# hungover



## vanilla_kiss64

how could u say this in italian please:

'I think that i am a little hungover, just a little. I'm seeing rainbows.'

grazie mille tutto


----------



## systema encephale

As far as I know, you're hungover the day after you were drunk, right? We use the word _sbornia_ to describe the state when you're drunk, but we don't have a word for _hungover_. WR dictionary says

*in stato di confusione dopo una sbornia   *hangover

By the way, is it _hungover_ or _hangover_ or both?


----------



## Saoul

Ciao actually we call hungover

postumi da sbronza
pustimi da sbornia

So you're sentence sounds something like this!
"Ho i postumi da sbronza, ma solo un po'! Vedo l'arcobaleno!"


----------



## You little ripper!

systema encephale said:
			
		

> As far as I know, you're hungover the day after you were drunk, right? We use the word _sbornia_ to describe the state when you're drunk, but we don't have a word for _hungover_. WR dictionary says
> 
> *in stato di confusione dopo una sbornia *hangover
> 
> By the way, is it _hungover_ or _hangover_ or both?


 
_Don't get drunk tonight or you'll have a hangover in the morning._

_But, _
_He was hungover this morning when I spoke to him on the telephone._


----------



## shamblesuk

Dunque in italiano è possibile di 'have/had a hangover', ma non 'be/was hungover'. E' così?


----------



## Saoul

Direi di si!
Ho i postumi! 
Non mi viene in mente nulla con il verbo essere! 
You can say "Era ancora sbronzo" but it's "He was still drunk!" it's quite different!


----------



## systema encephale

You could say _"sono stonato"_ but I don't know whether this is just a local slang or known all over Italy.

_Sono ancora stonato dalla sbronza di ieri sera_


----------



## Saoul

systema, I think it's local slang! Here in Milan we say...

sono stordito dalla sbronza di ieri sera... 

but stordito is a general word meaning..."stunned"... 
Stornato is something different in italian... it's like to transfer an invoice... stornare la fattura!


----------



## systema encephale

Saoul said:
			
		

> systema, I think it's local slang! Here in Milan we say...
> 
> sono stordito dalla sbronza di ieri sera...
> 
> but stordito is a general word meaning..."stunned"...
> Stornato is something different in italian... it's like to transfer an invoice... stornare la fattura!

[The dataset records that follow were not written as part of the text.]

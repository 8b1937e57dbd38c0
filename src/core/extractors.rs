//! Axum extractors for the storefront
//!
//! Every rejection is a [`ShopError`], so malformed input gets the same JSON
//! error body as any other failure.

use crate::core::auth::{AuthContext, Principal};
use crate::core::error::ShopError;
use axum::Json;
use axum::extract::{FromRequest, FromRequestParts, Path, Query, Request};
use axum::http::request::Parts;
use serde::de::DeserializeOwned;
use uuid::Uuid;
use validator::Validate;

/// The authenticated principal of the request
///
/// Rejects anonymous requests with 401. Role checks are left to the route
/// group's policy.
#[derive(Debug, Clone)]
pub struct CurrentPrincipal(pub Principal);

impl<S> FromRequestParts<S> for CurrentPrincipal
where
    S: Send + Sync,
{
    type Rejection = ShopError;

    async fn from_request_parts(parts: &mut Parts, _state: &S) -> Result<Self, Self::Rejection> {
        match parts.extensions.get::<AuthContext>() {
            Some(AuthContext::Principal(principal)) => Ok(CurrentPrincipal(principal.clone())),
            _ => Err(ShopError::Unauthorized(
                "Authentication required".to_string(),
            )),
        }
    }
}

/// JSON body that is deserialized and then checked with [`Validate`]
#[derive(Debug, Clone)]
pub struct ValidJson<T>(pub T);

impl<S, T> FromRequest<S> for ValidJson<T>
where
    T: DeserializeOwned + Validate,
    S: Send + Sync,
{
    type Rejection = ShopError;

    async fn from_request(req: Request, state: &S) -> Result<Self, Self::Rejection> {
        let Json(value) = Json::<T>::from_request(req, state).await?;
        value.validate()?;
        Ok(ValidJson(value))
    }
}

/// Single `{id}` path segment parsed as a UUID
#[derive(Debug, Clone, Copy)]
pub struct EntityId(pub Uuid);

impl<S> FromRequestParts<S> for EntityId
where
    S: Send + Sync,
{
    type Rejection = ShopError;

    async fn from_request_parts(parts: &mut Parts, state: &S) -> Result<Self, Self::Rejection> {
        let Path(id) = Path::<Uuid>::from_request_parts(parts, state).await?;
        Ok(EntityId(id))
    }
}

/// Query string with rejections mapped to [`ShopError`]
#[derive(Debug, Clone)]
pub struct QueryParams<T>(pub T);

impl<S, T> FromRequestParts<S> for QueryParams<T>
where
    T: DeserializeOwned,
    S: Send + Sync,
{
    type Rejection = ShopError;

    async fn from_request_parts(parts: &mut Parts, state: &S) -> Result<Self, Self::Rejection> {
        let Query(value) = Query::<T>::from_request_parts(parts, state).await?;
        Ok(QueryParams(value))
    }
}
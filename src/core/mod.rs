//! Core module containing fundamental traits and types for the storefront

pub mod auth;
pub mod credentials;
pub mod entity;
pub mod error;
pub mod extractors;
pub mod query;
pub mod service;

pub use auth::{AuthContext, AuthPolicy, AuthProvider, NoAuthProvider, Principal, Role};
pub use credentials::TokenService;
pub use entity::Record;
pub use error::{ShopError, ShopResult};
pub use service::{CommerceService, DataService};
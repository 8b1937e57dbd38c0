//! Typed error handling for the storefront API
//!
//! Every handler returns [`ShopError`] on failure. The single
//! [`IntoResponse`] implementation at the bottom of this module is the only
//! place where an error becomes an HTTP status and a JSON body.
//!
//! # Error Categories
//!
//! - `NotFound`: a referenced resource does not exist (404)
//! - `Validation`: malformed or out-of-range input (400)
//! - `Rule`: a business rule refused the operation, e.g. insufficient stock (400)
//! - `Unauthorized`: missing, invalid or expired credentials (401)
//! - `Forbidden`: authenticated but not allowed (403)
//! - `Conflict`: uniqueness or state conflict (409)
//! - `Storage` / `Internal`: backend or unexpected failures (500)
//!
//! # Example
//!
//! ```rust,ignore
//! let product = products
//!     .get(&id)
//!     .await?
//!     .ok_or_else(|| ShopError::not_found("product", id))?;
//! ```

use axum::Json;
use axum::extract::rejection::{JsonRejection, PathRejection, QueryRejection};
use axum::http::StatusCode;
use axum::response::{IntoResponse, Response};
use serde::Serialize;
use serde_json::{Value, json};
use uuid::Uuid;
use validator::ValidationErrorsKind;

/// Result alias used across handlers and commerce services
pub type ShopResult<T> = Result<T, ShopError>;

/// The main error type for the storefront
#[derive(Debug, thiserror::Error)]
pub enum ShopError {
    /// A resource was not found
    #[error("{resource} '{id}' not found")]
    NotFound { resource: &'static str, id: String },

    /// Input failed validation
    #[error("{message}")]
    Validation {
        message: String,
        details: Option<Value>,
    },

    /// A business rule rejected the request
    #[error("{message}")]
    Rule {
        message: String,
        details: Option<Value>,
    },

    /// Missing or bad credentials
    #[error("{0}")]
    Unauthorized(String),

    /// Authenticated principal lacks permission
    #[error("{0}")]
    Forbidden(String),

    /// Uniqueness or state conflict
    #[error("{0}")]
    Conflict(String),

    /// Storage backend failure
    #[error("Storage error: {0}")]
    Storage(String),

    /// Anything else
    #[error("Internal error: {0}")]
    Internal(String),
}

/// Error response structure for HTTP responses
#[derive(Debug, Serialize)]
pub struct ErrorResponse {
    /// Always `true`; lets clients branch on a single flag
    pub error: bool,
    /// Error code for programmatic handling
    pub code: &'static str,
    /// Human-readable error message
    pub message: String,
    /// Optional additional details
    #[serde(skip_serializing_if = "Option::is_none")]
    pub details: Option<Value>,
}

impl ShopError {
    pub fn not_found(resource: &'static str, id: impl ToString) -> Self {
        ShopError::NotFound {
            resource,
            id: id.to_string(),
        }
    }

    pub fn validation(message: impl Into<String>) -> Self {
        ShopError::Validation {
            message: message.into(),
            details: None,
        }
    }

    pub fn rule(message: impl Into<String>) -> Self {
        ShopError::Rule {
            message: message.into(),
            details: None,
        }
    }

    /// Rule violation raised when a product cannot cover the requested quantity
    pub fn insufficient_stock(product_id: Uuid, name: &str, requested: i64, available: i64) -> Self {
        ShopError::Rule {
            message: format!(
                "Insufficient stock for '{}': requested {}, available {}",
                name, requested, available
            ),
            details: Some(json!({
                "productId": product_id,
                "requested": requested,
                "available": available,
            })),
        }
    }

    /// Rule violation raised when deleting a category products still use
    pub fn category_in_use(name: &str, product_count: u64) -> Self {
        ShopError::Rule {
            message: format!(
                "Category '{}' is used by {} product(s) and cannot be deleted",
                name, product_count
            ),
            details: Some(json!({
                "category": name,
                "productCount": product_count,
            })),
        }
    }

    /// Get the HTTP status code for this error
    pub fn status_code(&self) -> StatusCode {
        match self {
            ShopError::NotFound { .. } => StatusCode::NOT_FOUND,
            ShopError::Validation { .. } | ShopError::Rule { .. } => StatusCode::BAD_REQUEST,
            ShopError::Unauthorized(_) => StatusCode::UNAUTHORIZED,
            ShopError::Forbidden(_) => StatusCode::FORBIDDEN,
            ShopError::Conflict(_) => StatusCode::CONFLICT,
            ShopError::Storage(_) | ShopError::Internal(_) => StatusCode::INTERNAL_SERVER_ERROR,
        }
    }

    /// Get the error code for this error
    pub fn error_code(&self) -> &'static str {
        match self {
            ShopError::NotFound { .. } => "NOT_FOUND",
            ShopError::Validation { .. } => "VALIDATION_ERROR",
            ShopError::Rule { .. } => "BUSINESS_RULE_VIOLATION",
            ShopError::Unauthorized(_) => "UNAUTHORIZED",
            ShopError::Forbidden(_) => "FORBIDDEN",
            ShopError::Conflict(_) => "CONFLICT",
            ShopError::Storage(_) => "STORAGE_ERROR",
            ShopError::Internal(_) => "INTERNAL_ERROR",
        }
    }

    /// Convert to an error response
    pub fn to_response(&self) -> ErrorResponse {
        // Backend messages can leak connection strings; keep them in the logs only.
        let message = match self {
            ShopError::Storage(_) => "A storage error occurred".to_string(),
            _ => self.to_string(),
        };
        ErrorResponse {
            error: true,
            code: self.error_code(),
            message,
            details: self.details(),
        }
    }

    fn details(&self) -> Option<Value> {
        match self {
            ShopError::NotFound { resource, id } => Some(json!({
                "resource": resource,
                "id": id,
            })),
            ShopError::Validation { details, .. } | ShopError::Rule { details, .. } => {
                details.clone()
            }
            _ => None,
        }
    }
}

impl IntoResponse for ShopError {
    fn into_response(self) -> Response {
        let status = self.status_code();
        if status.is_server_error() {
            tracing::error!(error = %self, code = self.error_code(), "request failed");
        } else {
            tracing::debug!(error = %self, code = self.error_code(), "request rejected");
        }
        (status, Json(self.to_response())).into_response()
    }
}

// =============================================================================
// Conversions
// =============================================================================

impl From<anyhow::Error> for ShopError {
    fn from(err: anyhow::Error) -> Self {
        match err.downcast::<ShopError>() {
            Ok(shop) => shop,
            Err(other) => ShopError::Storage(format!("{:#}", other)),
        }
    }
}

impl From<validator::ValidationErrors> for ShopError {
    fn from(errors: validator::ValidationErrors) -> Self {
        let mut fields = serde_json::Map::new();
        collect_field_errors("", &errors, &mut fields);

        ShopError::Validation {
            message: "Validation failed".to_string(),
            details: Some(json!({ "fields": fields })),
        }
    }
}

/// Flatten nested struct and list errors into `a.b` / `a[0].b` keys
fn collect_field_errors(
    prefix: &str,
    errors: &validator::ValidationErrors,
    out: &mut serde_json::Map<String, Value>,
) {
    for (field, kind) in errors.errors() {
        let path = if prefix.is_empty() {
            field.to_string()
        } else {
            format!("{}.{}", prefix, field)
        };
        match kind {
            ValidationErrorsKind::Field(errs) => {
                let messages: Vec<String> = errs
                    .iter()
                    .map(|e| {
                        e.message
                            .as_ref()
                            .map(|m| m.to_string())
                            .unwrap_or_else(|| e.code.to_string())
                    })
                    .collect();
                out.insert(path, json!(messages));
            }
            ValidationErrorsKind::Struct(inner) => collect_field_errors(&path, inner, out),
            ValidationErrorsKind::List(items) => {
                for (index, inner) in items {
                    collect_field_errors(&format!("{}[{}]", path, index), inner, out);
                }
            }
        }
    }
}

impl From<JsonRejection> for ShopError {
    fn from(rejection: JsonRejection) -> Self {
        ShopError::Validation {
            message: "Invalid JSON body".to_string(),
            details: Some(json!({ "reason": rejection.body_text() })),
        }
    }
}

impl From<PathRejection> for ShopError {
    fn from(rejection: PathRejection) -> Self {
        ShopError::Validation {
            message: "Invalid path parameter".to_string(),
            details: Some(json!({ "reason": rejection.body_text() })),
        }
    }
}

impl From<QueryRejection> for ShopError {
    fn from(rejection: QueryRejection) -> Self {
        ShopError::Validation {
            message: "Invalid query string".to_string(),
            details: Some(json!({ "reason": rejection.body_text() })),
        }
    }
}

impl From<jsonwebtoken::errors::Error> for ShopError {
    fn from(err: jsonwebtoken::errors::Error) -> Self {
        use jsonwebtoken::errors::ErrorKind;
        match err.kind() {
            ErrorKind::ExpiredSignature => ShopError::Unauthorized("Token has expired".to_string()),
            _ => ShopError::Unauthorized("Invalid token".to_string()),
        }
    }
}
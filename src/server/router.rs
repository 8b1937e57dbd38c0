//! Router assembly: API routes plus authentication and transport layers

use crate::core::auth::AuthProvider;
use crate::handlers;
use crate::server::middleware::authenticate;
use crate::server::state::AppState;
use axum::Router;
use axum::http::{HeaderValue, Method, header};
use axum::middleware;
use std::sync::Arc;
use std::time::Duration;
use tower::ServiceBuilder;
use tower_http::cors::{AllowOrigin, Any, CorsLayer};
use tower_http::trace::TraceLayer;

/// CORS policy for the configured origins; an empty list allows any origin
pub fn cors_layer(origins: &[String]) -> CorsLayer {
    let allowed: Vec<HeaderValue> = origins
        .iter()
        .filter_map(|origin| match HeaderValue::from_str(origin.trim()) {
            Ok(value) => Some(value),
            Err(_) => {
                tracing::warn!(origin = %origin, "ignoring invalid CORS origin");
                None
            }
        })
        .collect();

    let cors = CorsLayer::new()
        .allow_methods([
            Method::GET,
            Method::POST,
            Method::PUT,
            Method::DELETE,
            Method::OPTIONS,
        ])
        .allow_headers([header::CONTENT_TYPE, header::AUTHORIZATION])
        .max_age(Duration::from_secs(60 * 60));

    if allowed.is_empty() {
        cors.allow_origin(Any)
    } else {
        cors.allow_origin(AllowOrigin::list(allowed))
    }
}

/// Build the complete application router
///
/// `extra` routes are merged before authentication is layered on, so they
/// see the same [`AuthContext`](crate::core::auth::AuthContext) as the API.
pub fn build_router(
    state: AppState,
    provider: Arc<dyn AuthProvider>,
    cors: CorsLayer,
    extra: Vec<Router<AppState>>,
) -> Router {
    let mut routes = handlers::api_routes();
    for router in extra {
        routes = routes.merge(router);
    }

    routes
        .layer(middleware::from_fn_with_state(provider, authenticate))
        .layer(
            ServiceBuilder::new()
                .layer(TraceLayer::new_for_http())
                .layer(cors),
        )
        .with_state(state)
}
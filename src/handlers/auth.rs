//! `/auth` routes: registration, login and the caller's own profile

use crate::core::auth::AuthPolicy;
use crate::core::error::ShopResult;
use crate::core::extractors::{CurrentPrincipal, ValidJson};
use crate::entities::AccountView;
use crate::handlers::admin::list_admins;
use crate::server::middleware::restrict_to;
use crate::server::state::AppState;
use crate::services::accounts::{self, AccountKind, ProfileChanges, Session};
use axum::extract::State;
use axum::http::StatusCode;
use axum::routing::{get, post, put};
use axum::{Json, Router};
use serde::{Deserialize, Serialize};
use validator::Validate;

#[derive(Debug, Deserialize, Validate)]
#[serde(rename_all = "camelCase")]
pub struct RegisterRequest {
    #[validate(length(min = 2, max = 50))]
    pub name: String,
    #[validate(email)]
    pub email: String,
    #[validate(length(min = 6, max = 128))]
    pub password: String,
    #[validate(length(max = 30))]
    pub phone: Option<String>,
}

#[derive(Debug, Deserialize, Validate)]
pub struct LoginRequest {
    #[validate(email)]
    pub email: String,
    #[validate(length(min = 1))]
    pub password: String,
}

#[derive(Debug, Deserialize, Validate)]
pub struct ProfileRequest {
    #[validate(length(min = 2, max = 50))]
    pub name: Option<String>,
    #[validate(email)]
    pub email: Option<String>,
    #[validate(length(max = 30))]
    pub phone: Option<String>,
}

#[derive(Debug, Deserialize, Validate)]
#[serde(rename_all = "camelCase")]
pub struct PasswordRequest {
    #[validate(length(min = 1))]
    pub current_password: String,
    #[validate(length(min = 6, max = 128))]
    pub new_password: String,
}

#[derive(Debug, Serialize)]
pub struct MessageResponse {
    pub message: &'static str,
}

pub fn routes() -> Router<AppState> {
    let public = Router::new()
        .route("/register", post(register))
        .route("/login", post(customer_login))
        .route("/admin/login", post(admin_login));

    let own = restrict_to(
        Router::new()
            .route("/profile", get(profile).put(update_profile))
            .route("/password", put(change_password)),
        AuthPolicy::Authenticated,
    );

    let superadmin = restrict_to(
        Router::new().route("/admins", get(list_admins)),
        AuthPolicy::SuperAdminOnly,
    );

    public.merge(own).merge(superadmin)
}

async fn register(
    State(state): State<AppState>,
    ValidJson(body): ValidJson<RegisterRequest>,
) -> ShopResult<(StatusCode, Json<Session>)> {
    let session = accounts::register_customer(
        &state.repos,
        &state.tokens,
        body.name.trim().to_string(),
        &body.email,
        &body.password,
        body.phone,
    )
    .await?;
    Ok((StatusCode::CREATED, Json(session)))
}

async fn customer_login(
    State(state): State<AppState>,
    ValidJson(body): ValidJson<LoginRequest>,
) -> ShopResult<Json<Session>> {
    let session = accounts::login(
        &state.repos,
        &state.tokens,
        AccountKind::Customer,
        &body.email,
        &body.password,
    )
    .await?;
    Ok(Json(session))
}

async fn admin_login(
    State(state): State<AppState>,
    ValidJson(body): ValidJson<LoginRequest>,
) -> ShopResult<Json<Session>> {
    let session = accounts::login(
        &state.repos,
        &state.tokens,
        AccountKind::Admin,
        &body.email,
        &body.password,
    )
    .await?;
    Ok(Json(session))
}

async fn profile(
    State(state): State<AppState>,
    CurrentPrincipal(principal): CurrentPrincipal,
) -> ShopResult<Json<AccountView>> {
    Ok(Json(accounts::profile(&state.repos, &principal).await?))
}

async fn update_profile(
    State(state): State<AppState>,
    CurrentPrincipal(principal): CurrentPrincipal,
    ValidJson(body): ValidJson<ProfileRequest>,
) -> ShopResult<Json<AccountView>> {
    let changes = ProfileChanges {
        name: body.name,
        email: body.email,
        phone: body.phone,
    };
    Ok(Json(
        accounts::update_profile(&state.repos, &principal, changes).await?,
    ))
}

async fn change_password(
    State(state): State<AppState>,
    CurrentPrincipal(principal): CurrentPrincipal,
    ValidJson(body): ValidJson<PasswordRequest>,
) -> ShopResult<Json<MessageResponse>> {
    accounts::change_password(
        &state.repos,
        &principal,
        &body.current_password,
        &body.new_password,
    )
    .await?;
    Ok(Json(MessageResponse {
        message: "Password updated",
    }))
}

 We use _stordito_ as well, but I wrote _stonato_, not _sto*r*nato_


----------



## Saoul

I'm sorry!!!!!!!!!!!!!!!!!!!!!!!!!!!!!!!!!
Non ho le lenti a contatto, quindi ho letto male! SCUSA SCUSA SCUSA!!!!!!
Che vergongna! SHAME ON ME! SHAME ON ME! SHAME ON ME!


----------



## carrickp

This forum is a continual education for me not only in languages but in the cultural differences they reflect.

This is a great example: It's hard for an American (or Brit, I should think) to imagine a western culture in which there is no real word for "hangover."

(Sadly most of these cultural contrasts do not reflect well on us Americans.)


----------



## Saoul

He he... I'd stress also the fact that it is defenitely strange that, as far as I know, or can think of, we italian, wine-addicts, can't have a word for that! 

Come on, you "drunken" and drinking italian people! Let's find or an expression!


----------



## systema encephale

Sinceramente non saprei come definire il dopo-sbronza. Come già detto si può dire

_sono ancora stordito/suonato/stonato/tuonato dalla sbronza di ieri sera_

ma in italiano sono più che convinto che non esistano parole adatte per tradurre _hangover_ e _hungover_.


----------



## You little ripper!

Paravia translates _hangover_ as _avere i postumi di una sbronza_ which is what Saoul suggested in post 3.


----------



## systema encephale

Yes, it's definitely correct, but it's not as compact as the english language, which has a word for expressing that concept


----------



## Jeff Stewart

too bad there is not a word for hungover, or hangover. I live in Venice it would be helpful. 

Secondo me il modo di dirlo, potrebbe essere : sto ancora smaltendo una sbornia.


----------



## sethbrundle

So I have an additional question: does the word hungover always refer to the effects of alcohol abuse, or can you use it to express you in a bad and exhausted mood (for example if you wake up after a very bad day, and you immediately start thinking about all the previous day's problems)?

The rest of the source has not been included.